Savatage, "Streets: A Rock Opera" Review
Savatage—"Streets: A Rock Opera"
Label: Atlantic Records
Year Released: 1991
Number of Tracks: 13
Run Time: 66:45
As I entered my senior year of college in the Fall of 1991, I was a full-on Savatage fanboy. Their 1989 Gutter Ballet album had been locked into my Walkman on a near-daily basis since its release, and I was lucky enough to see them live for the first time on the Gutter Ballet tour, which I still maintain was the best concert I have ever seen. Needless to say, when I heard that there was a new Savatage album on the way titled Streets, I was more than ready for new material!
On the album's release date, I cut class and took a bus to the mall to get a first-day copy like a good little geek. Standing in the record store aisle, I was slightly puzzled by the album's underwhelming cover art (a simple band photo) and its unexpected subtitle: A Rock Opera. Aside from hearing occasional tracks from Pink Floyd's The Wall or the Who's Tommy on the radio, I didn't have much experience with the rock opera format, so I wasn't quite sure what to expect when I got back to my dorm room and threw the tape into my stereo for its initial spin...
But, as I listened, an amazing thing happened. Streets: A Rock Opera hit me like a brick. I sat absolutely transfixed by that first listen. At the album's conclusion, I said aloud to no one in particular (because I had no roommate), "Holy sh**, that was sweet!" and then I played the album through a second time, with the cassette insert in hand so I could read along with the lyrics and follow the plot (thanks to the handy dandy synopsis of the story included inside). After that, I ran over to my friend's room and banged on his door, waving the tape and screaming, "Dude! You gotta hear this!"
The Story Behind "Streets"
Streets: A Rock Opera was the culmination of several years of work between the members of Savatage and songwriter/producer Paul O'Neill, who had come into the band's orbit during the recording of 1987's Hall of the Mountain King (and would remain a constant presence till the band's final album in the early 2000s).
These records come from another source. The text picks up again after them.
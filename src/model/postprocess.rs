// 该文件是 YOLOv5 检测项目的一部分。
// src/model/postprocess.rs - 检测后处理流水线
//
// 本文件根据 Apache 许可证第 2.0 版（以下简称“许可证”）授权使用；
// 除非遵守该许可证条款，否则您不得使用本文件。
// 您可通过以下网址获取许可证副本：
// http://www.apache.org/licenses/LICENSE-2.0
// 除非适用法律要求或书面同意，根据本许可协议分发的软件均按“原样”提供，
// 不附带任何形式的明示或暗示的保证或条件。
// 有关许可权限与限制的具体条款，请参阅本许可协议。
//
// Copyright (C) 2026 Johann Li <me@qinka.pro>, Wareless Group

use std::sync::Arc;

use tracing::debug;

use crate::{
  config::Config,
  engine::RawTensor,
  model::{
    BoundingBoxMapper, ClassFilterSet, ClassNameTable, Detection, ObjectDetection, Suppressor,
    decode_row,
  },
};

/// 把一次前向计算的输出张量转换为最终检测结果
///
/// 只持有不可变的配置与类别表，可以在多个检测器之间共享。
#[derive(Debug, Clone)]
pub struct PostProcessor {
  config: Config,
  class_names: Arc<ClassNameTable>,
}

impl PostProcessor {
  pub fn new(config: Config, class_names: Arc<ClassNameTable>) -> Self {
    Self {
      config,
      class_names,
    }
  }

  pub fn config(&self) -> &Config {
    &self.config
  }

  pub fn class_names(&self) -> &ClassNameTable {
    &self.class_names
  }

  /// 解码、阈值过滤、类别过滤、NMS，结果按置信度降序排列
  pub fn process(
    &self,
    frame_width: u32,
    frame_height: u32,
    outputs: &[RawTensor],
    filter: &ClassFilterSet,
  ) -> Vec<ObjectDetection> {
    let candidates = self.collect_candidates(frame_width, frame_height, outputs, filter);
    if candidates.is_empty() {
      return Vec::new();
    }

    let keep = Suppressor::new(self.config.nms_threshold, self.config.nms_scope)
      .suppress(&candidates);
    debug!("NMS 前 {} 个候选，保留 {} 个", candidates.len(), keep.len());

    keep
      .into_iter()
      .filter_map(|idx| {
        let candidate = &candidates[idx];
        let class_name = self.class_names.name(candidate.class_id)?;
        Some(ObjectDetection {
          class_id: candidate.class_id,
          class_name: class_name.to_string(),
          bounding_box: candidate.bounding_box,
          confidence: candidate.confidence,
        })
      })
      .collect()
  }

  /// 解码所有行并保留通过阈值与类别过滤的候选
  pub fn collect_candidates(
    &self,
    frame_width: u32,
    frame_height: u32,
    outputs: &[RawTensor],
    filter: &ClassFilterSet,
  ) -> Vec<Detection> {
    let mapper = BoundingBoxMapper::new(
      frame_width,
      frame_height,
      self.config.input_width,
      self.config.input_height,
      self.config.geometry,
    );

    let mut candidates = Vec::new();
    let mut rows = 0usize;
    let mut unknown = 0usize;
    let mut filtered = 0usize;

    for tensor in outputs {
      for row in tensor.rows() {
        rows += 1;
        let decoded = decode_row(row);
        let confidence = decoded.confidence(self.config.confidence_mode);
        // NaN 也在这里被丢弃
        if !(confidence >= self.config.confidence_threshold) {
          continue;
        }
        if decoded.class_id >= self.class_names.len() {
          unknown += 1;
          continue;
        }
        if self.class_names.is_filtered(decoded.class_id, filter) {
          filtered += 1;
          continue;
        }

        candidates.push(Detection {
          class_id: decoded.class_id,
          confidence,
          bounding_box: decoded
            .geometry
            .map(|geometry| mapper.map(&geometry))
            .unwrap_or_default(),
        });
      }
    }

    debug!(
      "解码 {} 行，候选 {} 个，未知类别 {} 个，被过滤 {} 个",
      rows,
      candidates.len(),
      unknown,
      filtered
    );
    candidates
  }
}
Streets had begun as an idea O'Neill had come up with for a possible stage play, but had never quite completed. The Savatage songwriting team of vocalist Jon Oliva and his guitarist brother Criss were shown the unfinished work during planning for the band's next studio album, and together they decided to bring Paul's story to life. With O'Neill in the producer's chair as usual, Streets: A Rock Opera represented a giant leap forward for the band's sound. Savatage had toyed with the dramatic, Broadway-style vibe on a few tracks of Gutter Ballet, but on Streets they finally took the full theatrical-rock plunge, and it worked gloriously.
The Saga of D.T. Jesus
The album tells the story of "D.T. Jesus," a rock star who's fallen on hard times, gotten hooked on drugs (a narrator tells us that the initials in his name stand for "De-Tox") and is now living on the mean streets of New York City. A chance meeting with his former manager, Tex, gets D.T. back on stage playing to appreciative crowds in small bars and clubs, but just as he appears to be on the verge of a huge rock-star comeback, D.T. learns that the road to success is paved with tragedy. Over the course of the album's fifteen tracks, D.T. meets characters from his past and battles his own self-doubts and personal demons before finally finding a measure of salvation.
Before you get the idea that Savatage went full-on Andrew Lloyd Webber on this album, rest assured that there are still plenty of trademark heavy moments here like the ripping "Jesus Saves," the moody "Ghost In The Ruins," "Agony & Ecstasy," and the touch-of-thrash "Sammy & Tex," but they're weaved in between some of the most lush, emotional, and heartbreaking performances of the band's career, like the weepy "St. Patrick's" and the tear jerking, double-whammy album ending combo of "Somewhere In Time" and "Believe." Jon Oliva gives the vocal performance of his life on this album, (and he plays a pretty damn mean piano throughout too!) while his brother Criss continued to top himself on the six-string.
Summing It Up
While it was not a particularly huge seller when it was first released, Streets: A Rock Opera slowly developed a cult following in the years afterwards, particularly in Europe, where the band's most rabid fan base resided. In 2013, the now-defunct Savatage and O'Neill released a "Director's Cut" reissue of the album (Streets: A Rock Opera, The Narrated Version) which expanded the story to include narrated voice-overs between songs to flesh out the story, as well as songs that were written and recorded during the original album's sessions but were ultimately cut from the running order
Savatage would return to the rock opera format several times after Streets but in my opinion they never did it better than on this album. Even after all these years I still return to Streets fairly often and it's always a moving, satisfying listening experience each and every time. I know every lyric backwards and forwards (and have been known to sing along with it in the car when no one's around to hear me) and dammit, I still get a tear in my eye when I hear the chorus of "Believe." Call me fanboy if you will. Those of you who "get" this album know what I mean.